Bruce is dressing as a “devil” for Halloween, and I am going as a fallen angel. Cute, huh?
(Feel free to disapprove if you must, but this should not be taken as any sort of religious indication on either of our behalf. As my friend Amy put it a couple of years ago – just because you dress as a fireman on Halloween, does not mean you actually intend to rush into a fire. Nor does dressing as a witch mean you necessarily actually intend to embrace the dark arts. Amen to Amy’s logic and rationality!)
Anyways…We have been looking for inspiration for both costumes and. I have some awesome wings that I bought online. Not cheesy white pantyhose stretched across wire, but incredible fan-feathered double-sided wings made by hand. I am SO excited about them!
Bruce’s costume has been surprisingly much harder.
All the devil costumes available for purchase are sort of ridiculously cheesy! They tend to all fall into one of 3 categories of cheese:
First – the ones that involve a vest of some sort. Um, WHY??? Vests in general tend to generate concepts of the following: men’s business suits, show choir, wedding parties, and cute nerds, and bartenders.
I think the devil-costume-as-men’s-business-suit angle is some tragic left over concept of the 80s. It usually involves black pleated pants, black button up shirt, and red vest. Some invert the red and black palette.

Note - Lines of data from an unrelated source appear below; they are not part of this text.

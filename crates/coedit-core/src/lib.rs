//! # coedit Core
//!
//! Document model and operational-transform engine for collaborative block
//! documents.
//!
//! This crate provides:
//! - The block/run document model with normalized styled text
//! - The closed union of edit operations and a pure, total `apply`
//! - Pairwise operation transforms and server-side history rebasing
//!
//! Everything here is pure and synchronous; transport, persistence, and the
//! reconciliation state machines live in the sibling crates.

#![warn(missing_docs)]
#![warn(clippy::all)]

pub mod apply;
pub mod document;
pub mod operation;
pub mod transform;

pub use apply::{apply, apply_all};
pub use document::{
    normalize_runs, Alignment, Block, BlockId, BlockType, Document, LineSpacing, Position, Range,
    TableCell, TableData, TextRun, TextStyle, MAX_INDENT, NO_BLOCK,
};
pub use operation::{Operation, NO_ANCHOR};
pub use transform::{transform_against_history, transform_pair, transform_single};
/// One block of a document.
#[derive(Debug, Clone, PartialEq, Serialize, Deserialize)]
pub struct Block {
    /// Stable block id
    pub id: BlockId,
    /// Block kind
    #[serde(rename = "type")]
    pub kind: BlockType,
    /// Horizontal alignment
    #[serde(default)]
    pub alignment: Alignment,
    /// Indent level, `0..=MAX_INDENT`
    #[serde(default)]
    pub indent_level: u8,
    /// Line spacing, if set
    #[serde(default, skip_serializing_if = "Option::is_none")]
    pub line_spacing: Option<LineSpacing>,
    /// Normalized run list
    pub runs: Vec<TextRun>,
    /// Image URL (image blocks)
    #[serde(default, skip_serializing_if = "Option::is_none")]
    pub image_url: Option<String>,
    /// Table grid (table blocks)
    #[serde(default, skip_serializing_if = "Option::is_none")]
    pub table_data: Option<TableData>,
}

impl Block {
    /// Create an empty block of the given kind.
    ///
    /// Table blocks start with an empty 2×2 grid.
    #[must_use]
    pub fn new(kind: BlockType) -> Self {
        Self {
            id: BlockId::new(),
            kind,
            alignment: Alignment::Left,
            indent_level: 0,
            line_spacing: None,
            runs: vec![TextRun::default()],
            image_url: None,
            table_data: if kind == BlockType::Table {
                Some(TableData::empty(2, 2))
            } else {
                None
            },
        }
    }

    /// Create an empty paragraph.
    #[must_use]
    pub fn paragraph() -> Self {
        Self::new(BlockType::Paragraph)
    }

    /// Create a paragraph holding the given unstyled text.
    #[must_use]
    pub fn with_text(text: impl Into<String>) -> Self {
        let mut block = Self::paragraph();
        block.runs = normalize_runs(vec![TextRun::plain(text)]);
        block
    }

    /// Total text length of the block in characters.
    #[must_use]
    pub fn text_len(&self) -> usize {
        self.runs.iter().map(TextRun::len).sum()
    }

    /// The block's concatenated run text.
    #[must_use]
    pub fn text(&self) -> String {
        self.runs.iter().map(|run| run.text.as_str()).collect()
    }

    /// Content equality ignoring the block id.
    #[must_use]
    pub fn same_content(&self, other: &Self) -> bool {
        self.kind == other.kind
            && self.alignment == other.alignment
            && self.indent_level == other.indent_level
            && self.line_spacing == other.line_spacing
            && self.image_url == other.image_url
            && self.runs.len() == other.runs.len()
            && self.runs.iter().zip(&other.runs).all(|(a, b)| a.same_content(b))
            && match (&self.table_data, &other.table_data) {
                (None, None) => true,
                (Some(a), Some(b)) => a.same_content(b),
                _ => false,
            }
    }
}

/// A complete document: at least one block at all times.
#[derive(Debug, Clone, PartialEq, Serialize, Deserialize)]
pub struct Document {
    /// Document identifier
    pub id: String,
    /// Document title
    pub title: String,
    /// Ordered blocks; never empty
    pub blocks: Vec<Block>,
}

impl Document {
    /// Create a document holding a single empty paragraph.
    #[must_use]
    pub fn new(id: impl Into<String>, title: impl Into<String>) -> Self {
        Self {
            id: id.into(),
            title: title.into(),
            blocks: vec![Block::paragraph()],
        }
    }

    /// Create a document from blocks, restoring the non-empty invariant if
    /// handed an empty list.
    #[must_use]
    pub fn from_blocks(
        id: impl Into<String>,
        title: impl Into<String>,
        mut blocks: Vec<Block>,
    ) -> Self {
        if blocks.is_empty() {
            blocks.push(Block::paragraph());
        }
        Self {
            id: id.into(),
            title: title.into(),
            blocks,
        }
    }

    /// The concatenated text of one block, if it exists.
    #[must_use]
    pub fn block_text(&self, index: usize) -> Option<String> {
        self.blocks.get(index).map(Block::text)
    }

    /// Content equality ignoring block ids.
    ///
    /// This is the equivalence the convergence property is stated over:
    /// block ids are replica-local and two replicas that agree on content
    /// may disagree on ids.
    #[must_use]
    pub fn same_content(&self, other: &Self) -> bool {
        self.blocks.len() == other.blocks.len()
            && self
                .blocks
                .iter()
                .zip(&other.blocks)
                .all(|(a, b)| a.same_content(b))
    }
}

/// Normalize a run list: drop empty runs, merge adjacent runs with
/// equivalent styles, and leave a single empty placeholder run when nothing
/// remains.
#[must_use]
pub fn normalize_runs(runs: Vec<TextRun>) -> Vec<TextRun> {
    let mut normalized: Vec<TextRun> = Vec::with_capacity(runs.len());
    for run in runs {
        if run.is_empty() {
            continue;
        }
        match normalized.last_mut() {
            Some(last) if last.style.same_appearance(&run.style) => {
                last.text.push_str(&run.text);
            }
            _ => normalized.push(run),
        }
    }
    if normalized.is_empty() {
        normalized.push(TextRun::default());
    }
    normalized
}

/// Split `text` at a character offset.
fn split_text(text: &str, offset: usize) -> (String, String) {
    let byte = text
        .char_indices()
        .nth(offset)
        .map_or(text.len(), |(i, _)| i);
    (text[..byte].to_string(), text[byte..].to_string())
}

/// Split a run list at a character offset into left and right halves.
///
/// The offset is clamped to the total text length. Neither half is
/// normalized; callers normalize after splicing.
pub(crate) fn split_runs(runs: &[TextRun], offset: usize) -> (Vec<TextRun>, Vec<TextRun>) {
    let mut left = Vec::new();
    let mut right = Vec::new();
    let mut consumed = 0usize;
    for run in runs {
        let len = run.len();
        if consumed + len <= offset {
            left.push(run.clone());
        } else if consumed >= offset {
            right.push(run.clone());
        } else {
            let (head, tail) = split_text(&run.text, offset - consumed);
            left.push(TextRun::new(head, run.style.clone()));
            right.push(TextRun::new(tail, run.style.clone()));
        }
        consumed += len;
    }
    (left, right)
}

/// The style inherited by text inserted at a character offset.
///
/// Left-biased: the run ending exactly at the offset wins over the run
/// starting there.
pub(crate) fn style_at(runs: &[TextRun], offset: usize) -> TextStyle {
    let mut consumed = 0usize;
    for run in runs {
        let len = run.len();
        if len == 0 {
            continue;
        }
        if offset > consumed && offset <= consumed + len {
            return run.style.clone();
        }
        consumed += len;
    }
    runs.iter()
        .find(|run| !run.is_empty())
        .or_else(|| runs.first())
        .map(|run| run.style.clone())
        .unwrap_or_default()
}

The worst involve sequins and or a lace cravat at the neck. Or all of it!
I guess this devil’s sin involves collecting various fashion offenses throughout the ages. He kind of looks like a Vegas nightclub singer.
2. Second worst – the devil that is Hugh Heffner. There is a whole category of these costumes involve red smoking jackets. Why? I just don’t know.
These also usually incorporate a tail. I can only assume the whole thing is supposed to be incredibly ironic.
The third most ridiculous is the “Hello, I am the Devil, and I will be your waiter this evening!” look. Don’t expect refills from this guy.
I just wonder, when did the prince of darkness become some tragic male stereotype?
We were thinking kind of more of a Dave Navarro, tattooed leather and guy-liner devilish bad-ass. Perhaps with electric guitar skills.
Bruce already has a couple tattoos. I thought we could add a few more temporary ones. Find some (creepy, not silly) red horns. Use some of my eyeliner, etc. I guess we are going to have to cobble this one together piecemeal. One thing is for sure – it will not involve sequins!